### Task description
Find every line in the records below that contains "format", and copy it.

### Records supplied

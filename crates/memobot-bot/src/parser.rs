//! Command parser.
//!
//! Turns raw message text into a [`Command`]. Text that does not start with
//! `/` is a plain message; everything else is a command, possibly unknown.

use regex::Regex;
use std::sync::LazyLock;

use memobot_core::types::MessageId;

use crate::error::UsageError;

/// `/name` or `/name@botname`, then whitespace or end of text.
static COMMAND_HEADER_RE: LazyLock<Regex> = LazyLock::new(|| {
    Regex::new(r"^/([A-Za-z0-9_]+)(?:@[A-Za-z0-9_]+)?(?:\s+|$)").expect("Invalid command regex")
});

pub const USAGE_ECHO: &str = "/echo <text>";
pub const USAGE_SAVE: &str = "/save <key> <value>";
pub const USAGE_GET: &str = "/get <key>";
pub const USAGE_GETID: &str = "/getid <message_id>";
pub const USAGE_SEARCH: &str = "/search <keyword>";
pub const USAGE_ASK: &str = "/ask <question>";

/// A parsed chat command.
#[derive(Debug, Clone, PartialEq, Eq)]
pub enum Command {
    Start,
    Hello,
    Help,
    Echo { text: String },
    Save { key: String, value: String },
    Get { key: String },
    List,
    /// `None` means the configured default count.
    History { limit: Option<u32> },
    GetId { message_id: MessageId },
    Search { keyword: String },
    Ask { question: String },
    /// A `/command` the bot does not know. `name` keeps the leading slash.
    Unknown { name: String },
    /// Not a command at all.
    Plain,
}

impl Command {
    pub fn is_command(&self) -> bool {
        !matches!(self, Command::Plain)
    }

    /// Short name used in logs.
    pub fn name(&self) -> &str {
        match self {
            Command::Start => "start",
            Command::Hello => "hello",
            Command::Help => "help",
            Command::Echo { .. } => "echo",
            Command::Save { .. } => "save",
            Command::Get { .. } => "get",
            Command::List => "list",
            Command::History { .. } => "history",
            Command::GetId { .. } => "getid",
            Command::Search { .. } => "search",
            Command::Ask { .. } => "ask",
            Command::Unknown { .. } => "unknown",
            Command::Plain => "plain",
        }
    }
}

/// Parse message text into a command.
pub fn parse(text: &str) -> Result<Command, UsageError> {
    let text = text.trim();
    if !text.starts_with('/') {
        return Ok(Command::Plain);
    }

    let Some(caps) = COMMAND_HEADER_RE.captures(text) else {
        let name = text.split_whitespace().next().unwrap_or("/").to_lowercase();
        return Ok(Command::Unknown { name });
    };

    let name = caps[1].to_lowercase();
    let rest = &text[caps[0].len()..];

    let command = match name.as_str() {
        "start" => Command::Start,
        "hello" => Command::Hello,
        "help" | "menu" => Command::Help,
        "echo" => {
            if rest.is_empty() {
                return Err(UsageError::MissingArgument(USAGE_ECHO));
            }
            Command::Echo {
                text: rest.to_string(),
            }
        }
        "save" => {
            let (key, value) = split_first_token(rest);
            match (key, value) {
                (Some(key), Some(value)) => Command::Save {
                    key: key.to_string(),
                    value: value.to_string(),
                },
                _ => return Err(UsageError::MissingArgument(USAGE_SAVE)),
            }
        }
        "get" => Command::Get {
            key: first_token(rest, USAGE_GET)?.to_string(),
        },
        "list" => Command::List,
        "history" => Command::History {
            limit: parse_history_limit(rest)?,
        },
        "getid" => Command::GetId {
            message_id: MessageId::from(first_token(rest, USAGE_GETID)?),
        },
        "search" => {
            let mut tokens = rest.split_whitespace();
            match (tokens.next(), tokens.next()) {
                (Some(keyword), None) => Command::Search {
                    keyword: keyword.to_lowercase(),
                },
                _ => return Err(UsageError::MissingArgument(USAGE_SEARCH)),
            }
        }
        "ask" => {
            if rest.is_empty() {
                return Err(UsageError::MissingArgument(USAGE_ASK));
            }
            Command::Ask {
                question: rest.to_string(),
            }
        }
        _ => Command::Unknown {
            name: format!("/{}", name),
        },
    };
    Ok(command)
}

fn first_token<'a>(rest: &'a str, usage: &'static str) -> Result<&'a str, UsageError> {
    rest.split_whitespace()
        .next()
        .ok_or(UsageError::MissingArgument(usage))
}

/// Split off the first whitespace-delimited token; the remainder is kept
/// verbatim apart from the separating whitespace.
fn split_first_token(rest: &str) -> (Option<&str>, Option<&str>) {
    let rest = rest.trim_start();
    if rest.is_empty() {
        return (None, None);
    }
    match rest.find(char::is_whitespace) {
        Some(idx) => {
            let value = rest[idx..].trim_start();
            let value = if value.is_empty() { None } else { Some(value) };
            (Some(&rest[..idx]), value)
        }
        None => (Some(rest), None),
    }
}

fn parse_history_limit(rest: &str) -> Result<Option<u32>, UsageError> {
    let Some(raw) = rest.split_whitespace().next() else {
        return Ok(None);
    };
    let invalid = || {
        UsageError::InvalidArgument(format!(
            "History count must be a positive number, got '{}'.",
            raw
        ))
    };
    if !raw.bytes().all(|b| b.is_ascii_digit()) {
        return Err(invalid());
    }
    match raw.parse::<u32>() {
        Ok(0) => Err(invalid()),
        Ok(n) => Ok(Some(n)),
        // All digits, just too big: saturate and let the dispatcher clamp.
        Err(_) => Ok(Some(u32::MAX)),
    }
}

#[cfg(test)]
mod tests {
    use super::*;

    // =====================================================================
    // Plain text and command headers
    // =====================================================================

    #[test]
    fn test_plain_text() {
        assert_eq!(parse("hello there").unwrap(), Command::Plain);
        assert_eq!(parse("  not /a command").unwrap(), Command::Plain);
        assert_eq!(parse("").unwrap(), Command::Plain);
    }

    #[test]
    fn test_command_is_case_insensitive() {
        assert_eq!(parse("/START").unwrap(), Command::Start);
        assert_eq!(parse("/Hello").unwrap(), Command::Hello);
    }

    #[test]
    fn test_bot_suffix_is_stripped() {
        assert_eq!(parse("/help@memo_bot").unwrap(), Command::Help);
        assert_eq!(
            parse("/get@memo_bot color").unwrap(),
            Command::Get {
                key: "color".to_string()
            }
        );
    }

    #[test]
    fn test_menu_is_help() {
        assert_eq!(parse("/menu").unwrap(), Command::Help);
    }

    #[test]
    fn test_unknown_command() {
        assert_eq!(
            parse("/frobnicate now").unwrap(),
            Command::Unknown {
                name: "/frobnicate".to_string()
            }
        );
        assert_eq!(
            parse("/").unwrap(),
            Command::Unknown {
                name: "/".to_string()
            }
        );
        assert_eq!(
            parse("/?? x").unwrap(),
            Command::Unknown {
                name: "/??".to_string()
            }
        );
    }

    #[test]
    fn test_command_glued_to_text_is_unknown() {
        assert!(matches!(parse("/hello-world").unwrap(), Command::Unknown { .. }));
    }

    // =====================================================================
    // Arguments
    // =====================================================================

    #[test]
    fn test_echo() {
        assert_eq!(
            parse("/echo  hi   there ").unwrap(),
            Command::Echo {
                text: "hi   there".to_string()
            }
        );
        assert_eq!(
            parse("/echo").unwrap_err(),
            UsageError::MissingArgument(USAGE_ECHO)
        );
    }

    #[test]
    fn test_save_keeps_value_verbatim() {
        assert_eq!(
            parse("/save color deep  blue, mostly").unwrap(),
            Command::Save {
                key: "color".to_string(),
                value: "deep  blue, mostly".to_string()
            }
        );
    }

    #[test]
    fn test_save_missing_arguments() {
        assert_eq!(
            parse("/save").unwrap_err(),
            UsageError::MissingArgument(USAGE_SAVE)
        );
        assert_eq!(
            parse("/save color").unwrap_err(),
            UsageError::MissingArgument(USAGE_SAVE)
        );
        assert_eq!(parse("/save color").unwrap_err().to_string(), "Usage: /save <key> <value>");
    }

    #[test]
    fn test_get_and_getid() {
        assert_eq!(
            parse("/get color extra").unwrap(),
            Command::Get {
                key: "color".to_string()
            }
        );
        assert_eq!(
            parse("/getid 42:7").unwrap(),
            Command::GetId {
                message_id: MessageId::from("42:7")
            }
        );
        assert_eq!(parse("/get").unwrap_err(), UsageError::MissingArgument(USAGE_GET));
        assert_eq!(
            parse("/getid").unwrap_err(),
            UsageError::MissingArgument(USAGE_GETID)
        );
    }

    #[test]
    fn test_history_limit() {
        assert_eq!(parse("/history").unwrap(), Command::History { limit: None });
        assert_eq!(
            parse("/history 3").unwrap(),
            Command::History { limit: Some(3) }
        );
        assert!(matches!(
            parse("/history 0").unwrap_err(),
            UsageError::InvalidArgument(_)
        ));
        assert!(matches!(
            parse("/history many").unwrap_err(),
            UsageError::InvalidArgument(_)
        ));
        assert!(matches!(
            parse("/history -2").unwrap_err(),
            UsageError::InvalidArgument(_)
        ));
    }

    #[test]
    fn test_history_limit_too_large_saturates() {
        assert_eq!(
            parse("/history 99999999999").unwrap(),
            Command::History {
                limit: Some(u32::MAX)
            }
        );
        assert_eq!(
            parse("/history 99999999999999999999999").unwrap(),
            Command::History {
                limit: Some(u32::MAX)
            }
        );
        assert!(matches!(
            parse("/history 000").unwrap_err(),
            UsageError::InvalidArgument(_)
        ));
    }

    #[test]
    fn test_search_single_keyword() {
        assert_eq!(
            parse("/search Hello").unwrap(),
            Command::Search {
                keyword: "hello".to_string()
            }
        );
        assert_eq!(
            parse("/search").unwrap_err(),
            UsageError::MissingArgument(USAGE_SEARCH)
        );
        assert_eq!(
            parse("/search two words").unwrap_err(),
            UsageError::MissingArgument(USAGE_SEARCH)
        );
    }

    #[test]
    fn test_ask() {
        assert_eq!(
            parse("/ask what is rust?").unwrap(),
            Command::Ask {
                question: "what is rust?".to_string()
            }
        );
        assert_eq!(parse("/ask").unwrap_err(), UsageError::MissingArgument(USAGE_ASK));
    }

    #[test]
    fn test_command_names() {
        assert_eq!(parse("/list").unwrap().name(), "list");
        assert!(parse("/list").unwrap().is_command());
        assert!(!Command::Plain.is_command());
    }
}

### Answer to this problem
            name: format!("/{}", name),
        UsageError::InvalidArgument(format!(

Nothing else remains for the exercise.